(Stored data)
--- --- ---

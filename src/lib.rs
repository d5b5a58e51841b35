// src/lib.rs
// Public library surface for the binary and integration tests.

pub mod dedup;
pub mod discovery;
pub mod error;
pub mod events;
pub mod ingest;
pub mod listing;
pub mod metrics;
pub mod publish;
pub mod scoring;

pub use crate::discovery::{Discovery, DiscoverySummary};
pub use crate::listing::{CanonicalListing, RawListing};
pub use crate::scoring::{ScoredListing, ScoringEngine, ScoringHandle};
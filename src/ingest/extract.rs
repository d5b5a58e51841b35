// src/ingest/extract.rs
//! Field heuristics shared by the adapters: remote detection, salary parsing,
//! company/role splitting. Nothing here leaks past the adapters.

use crate::listing::{Currency, SalaryRange};
use once_cell::sync::OnceCell;
use regex::Regex;

pub const REMOTE_KEYWORDS: &[&str] = &["remote", "anywhere", "distributed", "work from home", "wfh"];

/// Keywords used by the boards' own AI/ML pre-filter (not the scoring lexicon).
pub const AI_ML_FILTER_KEYWORDS: &[&str] = &[
    "ai",
    "ml",
    "machine learning",
    "deep learning",
    "artificial intelligence",
    "nlp",
    "llm",
    "gpt",
    "mlops",
    "neural",
    "data science",
    "langchain",
    "model",
];

fn word_re(words: &[&str]) -> Regex {
    let alt = words
        .iter()
        .map(|w| regex::escape(w))
        .collect::<Vec<_>>()
        .join("|");
    Regex::new(&format!(r"(?i)\b(?:{alt})\b")).expect("keyword regex")
}

pub fn mentions_remote(text: &str) -> bool {
    static RE: OnceCell<Regex> = OnceCell::new();
    RE.get_or_init(|| word_re(REMOTE_KEYWORDS)).is_match(text)
}

pub fn mentions_ai_ml(text: &str) -> bool {
    static RE: OnceCell<Regex> = OnceCell::new();
    RE.get_or_init(|| word_re(AI_ML_FILTER_KEYWORDS)).is_match(text)
}

/// Parse the first salary range in free text.
///
/// Handles `£50,000 - £80,000`, `$100k-$150k`, `€90k – 120k`. Without a
/// currency symbol `default_currency` applies.
pub fn parse_salary(text: &str, default_currency: Currency) -> Option<SalaryRange> {
    static RE: OnceCell<Regex> = OnceCell::new();
    let re = RE.get_or_init(|| {
        Regex::new(r"(?i)([£$€])?\s*(\d[\d,]*(?:\.\d+)?)\s*(k)?\s*[-–—]\s*([£$€])?\s*(\d[\d,]*(?:\.\d+)?)\s*(k)?")
            .expect("salary regex")
    });
    re.captures_iter(text).find_map(|caps| salary_from_captures(&caps, default_currency))
}

fn salary_from_captures(caps: &regex::Captures<'_>, default_currency: Currency) -> Option<SalaryRange> {
    let num = |i: usize| -> Option<f64> { caps.get(i)?.as_str().replace(',', "").parse().ok() };
    let mut min = num(2)?;
    let mut max = num(5)?;

    if caps.get(3).is_some() || caps.get(6).is_some() {
        // "100-150k" means both bounds are in thousands
        min *= 1000.0;
        max *= 1000.0;
    }
    if min > max {
        std::mem::swap(&mut min, &mut max);
    }
    // Below this it is an hourly rate, years of experience or a date span.
    if max < 10_000.0 {
        return None;
    }

    let symbol = caps
        .get(1)
        .or_else(|| caps.get(4))
        .and_then(|m| m.as_str().chars().next());
    let currency = symbol
        .and_then(Currency::from_symbol)
        .unwrap_or(default_currency);

    Some(SalaryRange::new(min, max, currency))
}

/// Split "Company - Role" / "Company – Role" / "Company | Role" / "Company: Role" titles.
/// The first separator wins.
pub fn split_company_role(title: &str) -> Option<(String, String)> {
    static RE: OnceCell<Regex> = OnceCell::new();
    let re = RE.get_or_init(|| {
        Regex::new(r"^\s*([^|:]+?)(?:\s+[-–—]\s+|\s*\|\s*|\s*:\s+)(.+?)\s*$").expect("title regex")
    });
    let caps = re.captures(title)?;
    let company = caps.get(1)?.as_str().trim().to_string();
    let role = caps.get(2)?.as_str().trim().to_string();
    if company.is_empty() || role.is_empty() {
        return None;
    }
    Some((company, role))
}

/// Cap a description at `max` chars on a char boundary.
pub fn truncate_chars(s: &str, max: usize) -> String {
    if s.chars().count() <= max {
        s.to_string()
    } else {
        s.chars().take(max).collect()
    }
}
// src/events.rs
//! Versioned event envelopes and the append-only logs they are written to.

use anyhow::{anyhow, Context, Result};
use chrono::{DateTime, Utc};
use serde::de::DeserializeOwned;
use serde::{Deserialize, Serialize};
use serde_json::Value;
use std::fs::{self, OpenOptions};
use std::io::Write;
use std::path::{Path, PathBuf};
use std::sync::Mutex;

use crate::listing::CanonicalListing;
use crate::scoring::ScoredListing;

pub const EVENT_VERSION: &str = "v1";
pub const EVENT_CONTEXT: &str = "DISC";

pub const OPPORTUNITY_DISCOVERED: &str = "OpportunityDiscovered";
pub const OPPORTUNITY_SCORED: &str = "OpportunityScored";

/// `{event_type, version, timestamp, context, payload}`. Logs store the
/// untyped form (`RawEvent`); producers build typed ones.
#[derive(Debug, Clone, PartialEq, Serialize, Deserialize)]
pub struct Envelope<P = Value> {
    pub event_type: String,
    pub version: String,
    pub timestamp: DateTime<Utc>,
    pub context: String,
    pub payload: P,
}

pub type RawEvent = Envelope<Value>;

impl<P> Envelope<P> {
    fn v1(event_type: &str, payload: P) -> Self {
        Self {
            event_type: event_type.to_string(),
            version: EVENT_VERSION.to_string(),
            timestamp: Utc::now(),
            context: EVENT_CONTEXT.to_string(),
            payload,
        }
    }
}

impl<P: Serialize> Envelope<P> {
    pub fn into_raw(self) -> Result<RawEvent> {
        Ok(Envelope {
            event_type: self.event_type,
            version: self.version,
            timestamp: self.timestamp,
            context: self.context,
            payload: serde_json::to_value(self.payload)?,
        })
    }
}

impl RawEvent {
    pub fn is(&self, event_type: &str) -> bool {
        self.event_type == event_type
    }

    /// Decode the payload of a v1 event.
    pub fn decode<P: DeserializeOwned>(&self) -> Result<P> {
        if self.version != EVENT_VERSION {
            return Err(anyhow!(
                "unsupported {} version {:?}",
                self.event_type,
                self.version
            ));
        }
        serde_json::from_value(self.payload.clone())
            .with_context(|| format!("decoding {} payload", self.event_type))
    }
}

pub fn opportunity_discovered(listing: CanonicalListing) -> Envelope<CanonicalListing> {
    Envelope::v1(OPPORTUNITY_DISCOVERED, listing)
}

pub fn opportunity_scored(scored: ScoredListing) -> Envelope<ScoredListing> {
    Envelope::v1(OPPORTUNITY_SCORED, scored)
}

/// Append-only event stream. The cursor is the number of records consumed.
pub trait EventLog: Send + Sync {
    /// Append all events in one write.
    fn append(&self, events: &[RawEvent]) -> Result<()>;
    /// Events after `cursor`, and the cursor to pass next time.
    fn read_since(&self, cursor: usize) -> Result<(Vec<RawEvent>, usize)>;
}

/// One JSON object per line.
#[derive(Debug, Clone)]
pub struct JsonlEventLog {
    path: PathBuf,
}

impl JsonlEventLog {
    pub fn new(path: impl Into<PathBuf>) -> Self {
        Self { path: path.into() }
    }

    pub fn path(&self) -> &Path {
        &self.path
    }
}

impl EventLog for JsonlEventLog {
    fn append(&self, events: &[RawEvent]) -> Result<()> {
        if events.is_empty() {
            return Ok(());
        }
        if let Some(dir) = self.path.parent().filter(|d| !d.as_os_str().is_empty()) {
            fs::create_dir_all(dir).with_context(|| format!("creating {}", dir.display()))?;
        }
        let mut buf = String::new();
        for ev in events {
            buf.push_str(&serde_json::to_string(ev)?);
            buf.push('\n');
        }
        let mut f = OpenOptions::new()
            .create(true)
            .append(true)
            .open(&self.path)
            .with_context(|| format!("opening {}", self.path.display()))?;
        f.write_all(buf.as_bytes())
            .with_context(|| format!("appending to {}", self.path.display()))?;
        Ok(())
    }

    /// Blank lines are not records. Unparseable lines are skipped with a
    /// warning but still count towards the cursor.
    fn read_since(&self, cursor: usize) -> Result<(Vec<RawEvent>, usize)> {
        let content = match fs::read_to_string(&self.path) {
            Ok(c) => c,
            Err(e) if e.kind() == std::io::ErrorKind::NotFound => return Ok((Vec::new(), cursor)),
            Err(e) => return Err(e).with_context(|| format!("reading {}", self.path.display())),
        };

        let mut out = Vec::new();
        let mut records = 0usize;
        for (lineno, line) in content.lines().enumerate() {
            if line.trim().is_empty() {
                continue;
            }
            records += 1;
            if records <= cursor {
                continue;
            }
            match serde_json::from_str::<RawEvent>(line) {
                Ok(ev) => out.push(ev),
                Err(e) => tracing::warn!(
                    path = %self.path.display(),
                    line = lineno + 1,
                    error = %e,
                    "skipping unparseable event"
                ),
            }
        }
        Ok((out, records.max(cursor)))
    }
}

#[derive(Debug, Default)]
pub struct MemoryEventLog {
    inner: Mutex<Vec<RawEvent>>,
}

impl MemoryEventLog {
    pub fn new() -> Self {
        Self::default()
    }

    pub fn len(&self) -> usize {
        self.inner.lock().map(|v| v.len()).unwrap_or(0)
    }

    pub fn is_empty(&self) -> bool {
        self.len() == 0
    }

    pub fn snapshot(&self) -> Vec<RawEvent> {
        self.inner.lock().map(|v| v.clone()).unwrap_or_default()
    }
}

impl EventLog for MemoryEventLog {
    fn append(&self, events: &[RawEvent]) -> Result<()> {
        let mut v = self
            .inner
            .lock()
            .map_err(|_| anyhow!("event log mutex poisoned"))?;
        v.extend_from_slice(events);
        Ok(())
    }

    fn read_since(&self, cursor: usize) -> Result<(Vec<RawEvent>, usize)> {
        let v = self
            .inner
            .lock()
            .map_err(|_| anyhow!("event log mutex poisoned"))?;
        let start = cursor.min(v.len());
        Ok((v[start..].to_vec(), v.len().max(cursor)))
    }
}

#[cfg(test)]
mod tests {
    use super::*;

    fn listing(company: &str) -> CanonicalListing {
        let l = crate::listing::RawListing::new("test", company, "ML Engineer");
        let (mut out, _) = crate::dedup::merge(vec![l]);
        out.remove(0)
    }

    #[test]
    fn envelope_has_v1_shape() {
        let ev = opportunity_discovered(listing("Acme")).into_raw().unwrap();
        let v = serde_json::to_value(&ev).unwrap();
        assert_eq!(v["event_type"], "OpportunityDiscovered");
        assert_eq!(v["version"], "v1");
        assert_eq!(v["context"], "DISC");
        assert_eq!(v["payload"]["company"], "Acme");
        assert_eq!(v["payload"]["sources"][0], "test");
        assert!(v["payload"]["salary_range"].is_null());

        let back: CanonicalListing = ev.decode().unwrap();
        assert_eq!(back.company, "Acme");
    }

    #[test]
    fn jsonl_cursor_skips_bad_lines_but_counts_them() {
        let dir = tempfile::tempdir().unwrap();
        let log = JsonlEventLog::new(dir.path().join("events.jsonl"));

        let (none, c0) = log.read_since(0).unwrap();
        assert!(none.is_empty());
        assert_eq!(c0, 0);

        log.append(&[opportunity_discovered(listing("A")).into_raw().unwrap()])
            .unwrap();
        {
            let mut f = OpenOptions::new().append(true).open(log.path()).unwrap();
            writeln!(f, "{{not json").unwrap();
        }
        log.append(&[opportunity_discovered(listing("B")).into_raw().unwrap()])
            .unwrap();

        let (all, c1) = log.read_since(0).unwrap();
        assert_eq!(all.len(), 2);
        assert_eq!(c1, 3);

        let (tail, c2) = log.read_since(1).unwrap();
        assert_eq!(tail.len(), 1);
        assert_eq!(tail[0].payload["company"], "B");
        assert_eq!(c2, 3);

        let (nothing, c3) = log.read_since(c2).unwrap();
        assert!(nothing.is_empty());
        assert_eq!(c3, 3);
    }

    #[test]
    fn memory_log_cursor() {
        let log = MemoryEventLog::new();
        log.append(&[opportunity_discovered(listing("A")).into_raw().unwrap()])
            .unwrap();
        let (evs, c) = log.read_since(0).unwrap();
        assert_eq!((evs.len(), c), (1, 1));
        let (evs, c) = log.read_since(c).unwrap();
        assert_eq!((evs.len(), c), (0, 1));
    }
}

--- --- ---

◆ TASK STATEMENT ◆
Every line that holds the word "start" should be copied from the records above.

◆ ANSWER BOX ◆
        let start = cursor.min(v.len());
        Ok((v[start..].to_vec(), v.len().max(cursor)))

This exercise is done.